On today’s show we examine what it means to be an investor. An investor is very distinct from a business operator, and distinct from a business owner, different than a broker, and different than a trader. An investor is truly passive. They don’t work for their money. They put their money to work for them.
An investor isn’t a gambler, nor are they a speculator. Those folks are called gamblers and speculators.
The return on investment for an investor is based on the creation of value. That happens when you invest in a business, that business generates profit, and returns value to investors in the form of cash flow and increased valuation. In a liquid market, some of the value can be realized in the form of an exit, that is a sale.
Trading isn’t investing. Trading shares is the same as trading tomatoes at a farmers market, or trading baseball cards at a baseball card convention. You’re buying assets at a lower price and selling at a higher price. The profit is made in the arbitrage.

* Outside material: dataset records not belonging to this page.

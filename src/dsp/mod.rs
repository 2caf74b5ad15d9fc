//! DSP Engine — oscillators, sequencing, Fourier analysis and requantization.
//!
//! Every call computes a whole buffer up front and returns it; nothing here
//! keeps state between calls. The same code backs the WASM bindings and
//! native callers.

pub mod filter;
pub mod fourier;
pub mod mixer;
pub mod note;
pub mod renderer;
pub mod requantize;
pub mod wave;
pub mod waveform;

use crate::config::MAX_BUFFER_SAMPLES;
use crate::error::{EngineError, EngineResult};

/// Number of samples covering `duration` seconds: `⌊sample_rate · duration⌋`.
pub fn sample_count(sample_rate: u32, duration: f64) -> usize {
    if duration <= 0.0 {
        return 0;
    }
    // absorb representation error, e.g. 48000 · 0.29 = 13919.999…
    (sample_rate as f64 * duration + 1e-9).floor() as usize
}

/// Convert a sample count computed in floating point to a buffer length,
/// rejecting anything past [`MAX_BUFFER_SAMPLES`].
pub fn checked_buffer_len(samples: f64) -> EngineResult<usize> {
    if samples.is_finite() && samples <= MAX_BUFFER_SAMPLES as f64 {
        Ok(samples.max(0.0) as usize)
    } else {
        Err(EngineError::BufferTooLarge {
            samples: samples as u64,
            limit: MAX_BUFFER_SAMPLES as u64,
        })
    }
}
//! Renderer — end-to-end pipelines from notes to a playable [`Sound`], and
//! the WAV encoding used to hand a finished buffer to an external sink.

use crate::config::RenderConfig;
use crate::error::{EngineError, EngineResult};

use super::filter::BandPassFilter;
use super::fourier::Transform;
use super::mixer::mix_sequence;
use super::note::Note;
use super::requantize::{requantize, Sound};

/// Mix a note sequence and prepare it for playback.
pub fn render_sequence(notes: &[Note], config: &RenderConfig) -> EngineResult<Sound> {
    let mixed = mix_sequence(notes, config)?;
    requantize(&mixed, config)
}

/// Mix a note sequence and encode it as a 16-bit mono WAV file.
pub fn render_wav(notes: &[Note], config: &RenderConfig) -> EngineResult<Vec<u8>> {
    Ok(encode_wav(&render_sequence(notes, config)?))
}

/// Transform, band-pass and transform back.
///
/// With [`Transform::Fast`] the output is padded to a power of two.
pub fn filter_samples(
    samples: &[f64],
    sample_rate: u32,
    filter: &BandPassFilter,
    transform: Transform,
) -> EngineResult<Vec<f64>> {
    if sample_rate == 0 {
        return Err(EngineError::InvalidSampleRate { rate: sample_rate });
    }
    let spectrum = transform.forward(samples);
    let filtered = filter.apply(&spectrum, sample_rate)?;
    transform.inverse(&filtered)
}

/// Bytes per 16-bit mono frame.
const FRAME_BYTES: u16 = 2;

/// Encode a sound as a 16-bit mono PCM WAV file.
pub fn encode_wav(sound: &Sound) -> Vec<u8> {
    let data_len = sound.audio_data.len() as u32 * FRAME_BYTES as u32;
    let mut wav = Vec::with_capacity(44 + data_len as usize);

    wav.extend_from_slice(b"RIFF");
    wav.extend_from_slice(&(36 + data_len).to_le_bytes());
    wav.extend_from_slice(b"WAVE");

    // format: PCM, 1 channel, 16 bits
    wav.extend_from_slice(b"fmt ");
    wav.extend_from_slice(&16u32.to_le_bytes());
    wav.extend_from_slice(&1u16.to_le_bytes());
    wav.extend_from_slice(&1u16.to_le_bytes());
    wav.extend_from_slice(&sound.sample_rate.to_le_bytes());
    wav.extend_from_slice(&(sound.sample_rate * FRAME_BYTES as u32).to_le_bytes());
    wav.extend_from_slice(&FRAME_BYTES.to_le_bytes());
    wav.extend_from_slice(&16u16.to_le_bytes());

    wav.extend_from_slice(b"data");
    wav.extend_from_slice(&data_len.to_le_bytes());
    for &s in &sound.audio_data {
        let pcm = (s.clamp(-1.0, 1.0) * i16::MAX as f32).round() as i16;
        wav.extend_from_slice(&pcm.to_le_bytes());
    }

    wav
}

#[cfg(test)]
mod tests {
    use super::*;
    use crate::dsp::wave::Wave;
    use crate::dsp::waveform::WaveType;
    use std::f64::consts::PI;

    fn two_note_sequence() -> Vec<Note> {
        vec![
            Note::new(0.0, 1.0, Wave::new(WaveType::Sine, 0.5, 440.0)).unwrap(),
            Note::new(0.5, 1.0, Wave::new(WaveType::Sine, 0.5, 880.0)).unwrap(),
        ]
    }

    #[test]
    fn two_overlapping_notes() {
        let config = RenderConfig::new(1000);
        let notes = two_note_sequence();
        let mixed = mix_sequence(&notes, &config).unwrap();
        assert_eq!(mixed.len(), 1500);

        let a = notes[0].render(&config).unwrap();
        let b = notes[1].render(&config).unwrap();
        for i in 0..500 {
            assert_eq!(mixed[i], a[i], "sample {i} should be note A only");
        }
        for i in 500..1000 {
            assert_eq!(mixed[i], a[i] + b[i - 500], "sample {i} should sum both notes");
        }
        for i in 1000..1500 {
            assert_eq!(mixed[i], b[i - 500], "sample {i} should be note B only");
        }
    }

    #[test]
    fn sequence_to_sound() {
        let sound = render_sequence(&two_note_sequence(), &RenderConfig::new(1000)).unwrap();
        // 1000 Hz is below the 8 kHz floor: x8 sample-and-hold
        assert_eq!(sound.sample_rate, 8000);
        assert_eq!(sound.audio_data.len(), 12000);
        assert!(sound.audio_data.iter().all(|s| (-1.0..=1.0).contains(s)));
    }

    #[test]
    fn empty_sequence_gives_silent_sound() {
        let sound = render_sequence(&[], &RenderConfig::new(44100)).unwrap();
        assert!(sound.audio_data.is_empty());
        assert_eq!(sound.sample_rate, 44100);
    }

    #[test]
    fn wav_header_valid() {
        let wav = render_wav(&two_note_sequence(), &RenderConfig::new(22050)).unwrap();

        assert_eq!(&wav[0..4], b"RIFF");
        assert_eq!(&wav[8..12], b"WAVE");
        assert_eq!(&wav[12..16], b"fmt ");
        assert_eq!(&wav[36..40], b"data");

        let sr = u32::from_le_bytes([wav[24], wav[25], wav[26], wav[27]]);
        assert_eq!(sr, 22050);
        let ch = u16::from_le_bytes([wav[22], wav[23]]);
        assert_eq!(ch, 1);

        // 1.5 s at 22050 Hz, 2 bytes per sample
        let data_size = u32::from_le_bytes([wav[40], wav[41], wav[42], wav[43]]);
        assert_eq!(data_size, 33075 * 2);
        assert_eq!(wav.len(), 44 + 33075 * 2);
    }

    #[test]
    fn wav_encodes_mono_frames() {
        let sound = Sound {
            sample_rate: 8000,
            audio_data: vec![0.0, 1.0, -1.0, 0.5, 2.0],
        };
        let wav = encode_wav(&sound);
        assert_eq!(wav.len(), 44 + 10);
        let byte_rate = u32::from_le_bytes([wav[28], wav[29], wav[30], wav[31]]);
        assert_eq!(byte_rate, 16000);
        assert_eq!(u16::from_le_bytes([wav[32], wav[33]]), 2);
        assert_eq!(u16::from_le_bytes([wav[34], wav[35]]), 16);

        let pcm: Vec<i16> = wav[44..]
            .chunks_exact(2)
            .map(|b| i16::from_le_bytes([b[0], b[1]]))
            .collect();
        assert_eq!(pcm, vec![0, i16::MAX, -i16::MAX, 16384, i16::MAX]);
    }

    #[test]
    fn wav_contains_audio() {
        let wav = render_wav(&two_note_sequence(), &RenderConfig::new(8000)).unwrap();
        let has_nonzero = wav[44..]
            .chunks_exact(2)
            .any(|b| i16::from_le_bytes([b[0], b[1]]) != 0);
        assert!(has_nonzero, "Rendered WAV should contain non-silent audio");
    }

    #[test]
    fn filter_pipeline_removes_upper_tone() {
        let rate = 1024;
        let samples: Vec<f64> = (0..1024)
            .map(|i| {
                let t = i as f64 / rate as f64;
                (2.0 * PI * 16.0 * t).sin() + 0.5 * (2.0 * PI * 256.0 * t).sin()
            })
            .collect();
        let low_pass = BandPassFilter::new(1.0, 100.0);
        for transform in [Transform::Direct, Transform::Fast] {
            let out = filter_samples(&samples, rate, &low_pass, transform).unwrap();
            assert_eq!(out.len(), 1024);
            // direct inverse negates sine components, fast inverse restores them
            let sign = if transform == Transform::Direct { -1.0 } else { 1.0 };
            for (i, s) in out.iter().enumerate() {
                let expected = sign * (2.0 * PI * 16.0 * i as f64 / rate as f64).sin();
                assert!((s - expected).abs() < 1e-8, "{transform:?} sample {i}");
            }
        }
    }

    #[test]
    fn filter_pipeline_propagates_band_reject_error() {
        let err = filter_samples(&[0.0; 8], 8, &BandPassFilter::band_reject(0.0, 1.0), Transform::Fast);
        assert!(matches!(err, Err(EngineError::NotImplemented { .. })));
    }
}
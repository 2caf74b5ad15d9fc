//! Render configuration threaded explicitly through every render call.

use rand::SeedableRng;
use rand_pcg::Pcg32;
use serde::{Deserialize, Serialize};

use crate::error::{EngineError, EngineResult};

/// Lowest sample rate the playback sink accepts.
pub const PLAYBACK_MIN_SAMPLE_RATE: u32 = 8000;

/// Highest sample rate, and rate floor, a config may ask for.
pub const MAX_SAMPLE_RATE: u32 = 768_000;

/// Longest buffer any render or resample may produce (about 100 minutes at 44.1 kHz).
pub const MAX_BUFFER_SAMPLES: usize = 1 << 28;

/// Precision of the playback buffer; bit depths at or above this skip quantization.
pub const NATIVE_BIT_DEPTH: u32 = 32;

/// Settings shared by a render, transform or requantize request.
#[derive(Debug, Clone, PartialEq, Serialize, Deserialize)]
#[serde(default, rename_all = "camelCase")]
pub struct RenderConfig {
    /// Samples per second.
    pub sample_rate: u32,
    /// Target bit depth for requantization, in `1..=32`.
    pub bit_depth: u32,
    /// Add dither noise before quantizing.
    pub dither: bool,
    /// Buffers below this rate are upsampled before hand-off.
    pub min_sample_rate: u32,
    /// Seed for white noise and dither.
    pub seed: u64,
    /// Deepest modulator nesting a wave may have.
    pub max_modulation_depth: usize,
}

impl Default for RenderConfig {
    fn default() -> Self {
        RenderConfig {
            sample_rate: 44100,
            bit_depth: NATIVE_BIT_DEPTH,
            dither: true,
            min_sample_rate: PLAYBACK_MIN_SAMPLE_RATE,
            seed: 0,
            max_modulation_depth: 16,
        }
    }
}

impl RenderConfig {
    pub fn new(sample_rate: u32) -> Self {
        RenderConfig {
            sample_rate,
            ..Default::default()
        }
    }

    pub fn with_bit_depth(mut self, bits: u32, dither: bool) -> Self {
        self.bit_depth = bits;
        self.dither = dither;
        self
    }

    pub fn with_seed(mut self, seed: u64) -> Self {
        self.seed = seed;
        self
    }

    pub fn validate(&self) -> EngineResult<()> {
        for rate in [self.sample_rate, self.min_sample_rate] {
            if rate == 0 || rate > MAX_SAMPLE_RATE {
                return Err(EngineError::InvalidSampleRate { rate });
            }
        }
        if self.bit_depth == 0 || self.bit_depth > NATIVE_BIT_DEPTH {
            return Err(EngineError::InvalidBitDepth {
                bits: self.bit_depth,
            });
        }
        Ok(())
    }

    /// RNG for the base seed.
    pub fn rng(&self) -> Pcg32 {
        Pcg32::seed_from_u64(self.seed)
    }

    /// Independent RNG stream for the `index`-th item of a batch (e.g. a note).
    pub fn rng_for(&self, index: u64) -> Pcg32 {
        Pcg32::new(self.seed, index.wrapping_mul(2).wrapping_add(1))
    }
}
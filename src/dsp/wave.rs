//! Wave — a modulatable oscillator.
//!
//! A wave owns its amplitude and frequency modulators outright, so a wave
//! and its modulators form a tree that is rendered bottom-up.

use std::sync::atomic::{AtomicU64, Ordering};

use rand::Rng;
use serde::{Deserialize, Serialize};

use crate::config::RenderConfig;
use crate::error::{EngineError, EngineResult};

use super::{checked_buffer_len, sample_count};
use super::waveform::WaveType;

static NEXT_ID: AtomicU64 = AtomicU64::new(1);

/// Fresh opaque identifier for a wave or note.
pub(crate) fn next_id() -> String {
    format!("{:08x}", NEXT_ID.fetch_add(1, Ordering::Relaxed))
}

/// A parametric oscillator with optional modulators.
#[derive(Debug, Clone, PartialEq, Serialize, Deserialize)]
#[serde(default, rename_all = "camelCase")]
pub struct Wave {
    pub id: String,
    /// Gain applied to the raw waveform.
    pub amplitude: f64,
    #[serde(rename = "type")]
    pub wave_type: WaveType,
    /// Frequency in Hz; ignored when `freq_mod` is set.
    pub freq: f64,
    /// Initial phase in half-cycles.
    pub ph0: f64,
    /// Duty-cycle-like shape in `[0, 1]`; only used by `Square`.
    pub fullness: f64,
    /// DC offset added after scaling.
    pub center: f64,
    /// Multiplies this wave sample-wise.
    #[serde(skip_serializing_if = "Option::is_none")]
    pub amplitude_mod: Option<Box<Wave>>,
    /// Supplies the instantaneous frequency in Hz, sample by sample.
    #[serde(skip_serializing_if = "Option::is_none")]
    pub freq_mod: Option<Box<Wave>>,
}

impl Default for Wave {
    fn default() -> Self {
        Wave {
            id: next_id(),
            amplitude: 0.5,
            wave_type: WaveType::Sine,
            freq: 220.0,
            ph0: 0.0,
            fullness: 0.5,
            center: 0.0,
            amplitude_mod: None,
            freq_mod: None,
        }
    }
}

impl Wave {
    pub fn new(wave_type: WaveType, amplitude: f64, freq: f64) -> Self {
        Wave {
            wave_type,
            amplitude,
            freq,
            ..Default::default()
        }
    }

    /// A wave that renders the constant `value` (zero amplitude, offset center).
    pub fn constant(value: f64) -> Self {
        Wave {
            amplitude: 0.0,
            center: value,
            ..Default::default()
        }
    }

    pub fn with_phase(mut self, ph0: f64) -> Self {
        self.ph0 = ph0;
        self
    }

    pub fn with_fullness(mut self, fullness: f64) -> Self {
        self.fullness = fullness;
        self
    }

    pub fn with_center(mut self, center: f64) -> Self {
        self.center = center;
        self
    }

    pub fn with_amplitude_mod(mut self, modulator: Wave) -> Self {
        self.amplitude_mod = Some(Box::new(modulator));
        self
    }

    pub fn with_freq_mod(mut self, modulator: Wave) -> Self {
        self.freq_mod = Some(Box::new(modulator));
        self
    }

    /// Deep copy with fresh ids throughout the modulator tree.
    pub fn copy(&self) -> Wave {
        Wave {
            id: next_id(),
            amplitude_mod: self.amplitude_mod.as_ref().map(|m| Box::new(m.copy())),
            freq_mod: self.freq_mod.as_ref().map(|m| Box::new(m.copy())),
            ..self.clone()
        }
    }

    /// Nesting depth of the modulator tree; a wave without modulators has depth 0.
    pub fn depth(&self) -> usize {
        let child = |m: &Option<Box<Wave>>| m.as_ref().map_or(0, |w| 1 + w.depth());
        child(&self.amplitude_mod).max(child(&self.freq_mod))
    }

    /// Check `fullness` for this wave and every modulator.
    pub fn validate(&self) -> EngineResult<()> {
        if !(0.0..=1.0).contains(&self.fullness) {
            return Err(EngineError::InvalidFullness {
                fullness: self.fullness,
            });
        }
        for modulator in [&self.amplitude_mod, &self.freq_mod].into_iter().flatten() {
            modulator.validate()?;
        }
        Ok(())
    }

    /// Render `duration` seconds at the config's sample rate.
    ///
    /// Returns `⌊sample_rate · duration⌋` samples. White noise draws from
    /// the config's seeded RNG.
    pub fn render(&self, config: &RenderConfig, duration: f64) -> EngineResult<Vec<f64>> {
        let mut rng = config.rng();
        self.render_with(config, duration, &mut rng)
    }

    /// Like [`Wave::render`], drawing noise from the caller's RNG.
    pub fn render_with<R: Rng + ?Sized>(
        &self,
        config: &RenderConfig,
        duration: f64,
        rng: &mut R,
    ) -> EngineResult<Vec<f64>> {
        if config.sample_rate == 0 {
            return Err(EngineError::InvalidSampleRate {
                rate: config.sample_rate,
            });
        }
        if !duration.is_finite() || duration < 0.0 {
            return Err(EngineError::InvalidDuration { duration });
        }
        checked_buffer_len(config.sample_rate as f64 * duration)?;
        let depth = self.depth();
        if depth > config.max_modulation_depth {
            return Err(EngineError::ModulationTooDeep {
                depth,
                limit: config.max_modulation_depth,
            });
        }
        self.validate()?;

        let buffer = self.render_tree(config.sample_rate, duration, rng);
        log::debug!(
            "rendered {:?} wave: {} samples, modulator depth {depth}",
            self.wave_type,
            buffer.len()
        );
        Ok(buffer)
    }

    /// Recursive evaluation; inputs are already validated.
    fn render_tree<R: Rng + ?Sized>(&self, sample_rate: u32, duration: f64, rng: &mut R) -> Vec<f64> {
        let len = sample_count(sample_rate, duration);
        let dt = 1.0 / sample_rate as f64;

        let mut buffer: Vec<f64> = match &self.freq_mod {
            None => (0..len)
                .map(|i| {
                    let d_ph = self.freq * dt * i as f64;
                    self.wave_type.generate(d_ph, self.ph0, self.fullness, rng)
                })
                .collect(),
            Some(freq_mod) => {
                let freqs = freq_mod.render_tree(sample_rate, duration, rng);
                // Integrate the running phase so a changing frequency never jumps.
                let mut ph_prev = self.ph0;
                freqs
                    .iter()
                    .map(|&f| {
                        let d_ph = f * dt;
                        let s = self.wave_type.generate(d_ph, ph_prev, self.fullness, rng);
                        // every shape has period 2 in ph0
                        ph_prev = (ph_prev + 2.0 * d_ph).rem_euclid(2.0);
                        s
                    })
                    .collect()
            }
        };

        for s in buffer.iter_mut() {
            *s = *s * self.amplitude + self.center;
        }

        if let Some(amplitude_mod) = &self.amplitude_mod {
            let envelope = amplitude_mod.render_tree(sample_rate, duration, rng);
            for (s, m) in buffer.iter_mut().zip(envelope) {
                *s *= m;
            }
        }

        buffer
    }
}
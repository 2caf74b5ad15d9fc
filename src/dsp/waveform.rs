//! Waveform generators — pure phase-to-sample functions for each shape.
//!
//! Phase is measured in cycles for `d_ph` (the phase advanced since the
//! start of the wave) and in half-cycles for `ph0` (the initial offset).

use std::f64::consts::PI;

use rand::Rng;
use serde::{Deserialize, Serialize};

/// Supported oscillator shapes.
#[derive(Debug, Clone, Copy, PartialEq, Eq, Default, Serialize, Deserialize)]
#[serde(rename_all = "kebab-case")]
pub enum WaveType {
    #[default]
    Sine,
    Square,
    Sawtooth,
    Triangle,
    WhiteNoise,
}

impl WaveType {
    pub const ALL: [WaveType; 5] = [
        WaveType::Sine,
        WaveType::Square,
        WaveType::Sawtooth,
        WaveType::Triangle,
        WaveType::WhiteNoise,
    ];

    /// Evaluate this shape at the given phase. Output lies in `[-1, 1]`.
    ///
    /// `fullness` only affects `Square`; `WhiteNoise` ignores every phase
    /// argument and draws from `rng` instead.
    pub fn generate<R: Rng + ?Sized>(self, d_ph: f64, ph0: f64, fullness: f64, rng: &mut R) -> f64 {
        match self {
            WaveType::Sine => sine(d_ph, ph0),
            WaveType::Square => square(d_ph, ph0, fullness),
            WaveType::Sawtooth => sawtooth(d_ph, ph0),
            WaveType::Triangle => triangle(d_ph, ph0),
            WaveType::WhiteNoise => white_noise(rng),
        }
    }

    pub fn is_noise(self) -> bool {
        self == WaveType::WhiteNoise
    }
}

pub fn sine(d_ph: f64, ph0: f64) -> f64 {
    ((2.0 * d_ph + ph0) * PI).sin()
}

/// Pulse wave whose high portion covers `fullness` of the period.
/// At `fullness = 0.5` this is a 50% duty square.
pub fn square(d_ph: f64, ph0: f64, fullness: f64) -> f64 {
    let s = ((2.0 * d_ph - fullness + ph0 + 0.5) * PI).sin() - (fullness * PI).cos();
    // f64::signum maps 0.0 to 1.0; keep the mathematical sign
    if s == 0.0 { 0.0 } else { s.signum() }
}

/// Centered ramp from -1 to 1, period 1 in `d_ph`.
pub fn sawtooth(d_ph: f64, ph0: f64) -> f64 {
    let x = d_ph + 0.5 * ph0;
    2.0 * (x - (0.5 + x).floor())
}

pub fn triangle(d_ph: f64, ph0: f64) -> f64 {
    (1.0 + 4.0 * d_ph + 2.0 * ph0 - 4.0 * (0.75 + d_ph + 0.5 * ph0).floor()).abs() - 1.0
}

pub fn white_noise<R: Rng + ?Sized>(rng: &mut R) -> f64 {
    rng.gen_range(-1.0..=1.0)
}
//! Note — a wave placed on the timeline.

use rand::Rng;
use serde::{Deserialize, Serialize};

use crate::config::RenderConfig;
use crate::error::{EngineError, EngineResult};

use super::wave::{next_id, Wave};

/// A timed placement of a [`Wave`]. `end_time` is always derived.
#[derive(Debug, Clone, PartialEq, Serialize, Deserialize)]
#[serde(rename_all = "camelCase")]
pub struct Note {
    #[serde(default = "next_id")]
    pub id: String,
    start_time: f64,
    duration: f64,
    #[serde(default)]
    pub wave: Wave,
}

/// An ordered collection of notes. Order only affects iteration.
pub type NoteSequence = Vec<Note>;

impl Note {
    pub fn new(start_time: f64, duration: f64, wave: Wave) -> EngineResult<Self> {
        let note = Note {
            id: next_id(),
            start_time,
            duration,
            wave,
        };
        note.validate()?;
        Ok(note)
    }

    pub fn start_time(&self) -> f64 {
        self.start_time
    }

    pub fn duration(&self) -> f64 {
        self.duration
    }

    pub fn end_time(&self) -> f64 {
        self.start_time + self.duration
    }

    pub fn set_start_time(&mut self, start_time: f64) -> EngineResult<()> {
        check_start_time(start_time)?;
        self.start_time = start_time;
        Ok(())
    }

    pub fn set_duration(&mut self, duration: f64) -> EngineResult<()> {
        check_duration(duration)?;
        self.duration = duration;
        Ok(())
    }

    /// Timing checks. Notes arriving through serde are only checked here.
    pub fn validate(&self) -> EngineResult<()> {
        check_start_time(self.start_time)?;
        check_duration(self.duration)
    }

    /// Deep copy with a fresh id and an independent wave tree.
    pub fn copy(&self) -> Note {
        Note {
            id: next_id(),
            start_time: self.start_time,
            duration: self.duration,
            wave: self.wave.copy(),
        }
    }

    /// Render the note's wave for its duration.
    pub fn render(&self, config: &RenderConfig) -> EngineResult<Vec<f64>> {
        self.validate()?;
        self.wave.render(config, self.duration)
    }

    pub fn render_with<R: Rng + ?Sized>(&self, config: &RenderConfig, rng: &mut R) -> EngineResult<Vec<f64>> {
        self.validate()?;
        self.wave.render_with(config, self.duration, rng)
    }
}

fn check_start_time(start_time: f64) -> EngineResult<()> {
    if start_time.is_finite() && start_time >= 0.0 {
        Ok(())
    } else {
        Err(EngineError::InvalidStartTime { start_time })
    }
}

fn check_duration(duration: f64) -> EngineResult<()> {
    if duration.is_finite() && duration > 0.0 {
        Ok(())
    } else {
        Err(EngineError::InvalidDuration { duration })
    }
}
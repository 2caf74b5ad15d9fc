pub mod config;
pub mod dsp;
pub mod error;

use crate::config::RenderConfig;
use crate::dsp::filter::BandPassFilter;
use crate::dsp::fourier::{FourierResult, Transform};
use crate::dsp::note::Note;
use crate::dsp::wave::Wave;
use wasm_bindgen::prelude::*;

pub use crate::error::{EngineError, EngineResult};

/// The crate version, read from Cargo.toml at compile time.
pub const VERSION: &str = env!("CARGO_PKG_VERSION");

/// WASM-exposed: return the wavelab-core version string.
#[wasm_bindgen]
pub fn core_version() -> String {
    VERSION.to_string()
}

fn to_js<E: std::fmt::Display>(e: E) -> JsValue {
    JsValue::from_str(&format!("{e}"))
}

/// An absent or `undefined` config means defaults.
fn parse_config(config: JsValue) -> Result<RenderConfig, JsValue> {
    if config.is_undefined() || config.is_null() {
        return Ok(RenderConfig::default());
    }
    serde_wasm_bindgen::from_value(config).map_err(to_js)
}

fn parse_transform(fast: bool) -> Transform {
    if fast { Transform::Fast } else { Transform::Direct }
}

/// WASM-exposed: render a single wave for `duration` seconds.
/// Returns mono f32 samples.
#[wasm_bindgen]
pub fn render_wave_samples(wave: JsValue, config: JsValue, duration: f64) -> Result<Vec<f32>, JsValue> {
    let wave: Wave = serde_wasm_bindgen::from_value(wave).map_err(to_js)?;
    let config = parse_config(config)?;
    let samples = wave.render(&config, duration).map_err(to_js)?;
    Ok(samples.iter().map(|&s| s as f32).collect())
}

/// WASM-exposed: mix a note list and requantize it for playback.
/// Returns `{ sampleRate, audioData }`.
#[wasm_bindgen]
pub fn render_sequence(notes: JsValue, config: JsValue) -> Result<JsValue, JsValue> {
    let notes: Vec<Note> = serde_wasm_bindgen::from_value(notes).map_err(to_js)?;
    let config = parse_config(config)?;
    let sound = dsp::renderer::render_sequence(&notes, &config).map_err(to_js)?;
    serde_wasm_bindgen::to_value(&sound).map_err(to_js)
}

/// WASM-exposed: mix a note list and encode it as a WAV byte array.
#[wasm_bindgen]
pub fn render_sequence_wav(notes: JsValue, config: JsValue) -> Result<Vec<u8>, JsValue> {
    let notes: Vec<Note> = serde_wasm_bindgen::from_value(notes).map_err(to_js)?;
    let config = parse_config(config)?;
    dsp::renderer::render_wav(&notes, &config).map_err(to_js)
}

/// WASM-exposed: forward transform of a sample buffer.
/// Returns `{ amplitude, phase, realParts, imagParts }`.
#[wasm_bindgen]
pub fn fourier_transform(samples: Vec<f64>, fast: bool) -> Result<JsValue, JsValue> {
    let spectrum = parse_transform(fast).forward(&samples);
    serde_wasm_bindgen::to_value(&spectrum).map_err(to_js)
}

/// WASM-exposed: inverse transform of a half spectrum.
#[wasm_bindgen]
pub fn inverse_fourier_transform(spectrum: JsValue, fast: bool) -> Result<Vec<f64>, JsValue> {
    let spectrum: FourierResult = serde_wasm_bindgen::from_value(spectrum).map_err(to_js)?;
    parse_transform(fast).inverse(&spectrum).map_err(to_js)
}

/// WASM-exposed: zero every bin outside `[min_freq, max_freq]`.
/// `allow = false` (band-reject) fails with a not-implemented error.
#[wasm_bindgen]
pub fn band_pass_filter(
    spectrum: JsValue,
    sample_rate: u32,
    min_freq: f64,
    max_freq: f64,
    allow: bool,
) -> Result<JsValue, JsValue> {
    let spectrum: FourierResult = serde_wasm_bindgen::from_value(spectrum).map_err(to_js)?;
    let filtered = dsp::filter::band_pass(&spectrum, sample_rate, min_freq, max_freq, allow)
        .map_err(to_js)?;
    serde_wasm_bindgen::to_value(&filtered).map_err(to_js)
}

/// WASM-exposed: transform, band-pass and transform back in one call.
#[wasm_bindgen]
pub fn filter_samples(
    samples: Vec<f64>,
    sample_rate: u32,
    filter: JsValue,
    fast: bool,
) -> Result<Vec<f64>, JsValue> {
    let filter: BandPassFilter = serde_wasm_bindgen::from_value(filter).map_err(to_js)?;
    dsp::renderer::filter_samples(&samples, sample_rate, &filter, parse_transform(fast))
        .map_err(to_js)
}

/// WASM-exposed: upsample and quantize a buffer for the playback sink.
/// Returns `{ sampleRate, audioData }`.
#[wasm_bindgen]
pub fn requantize_samples(samples: Vec<f64>, config: JsValue) -> Result<JsValue, JsValue> {
    let config = parse_config(config)?;
    let sound = dsp::requantize::requantize(&samples, &config).map_err(to_js)?;
    serde_wasm_bindgen::to_value(&sound).map_err(to_js)
}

Imagine if you went into the farmers market and decided you were going to invest in tomatoes. Sounds like a strange thing to say and it is. There’s no way you could be investing in tomatoes in that environment. You could be trading tomatoes. That is not Investing.
Let me be clear there’s nothing wrong with trading. Trading is perfectly fine. Only problem arises when you confuse trading and investing. If you think you’re investing and you’re really trading, you might be surprised by the outcome.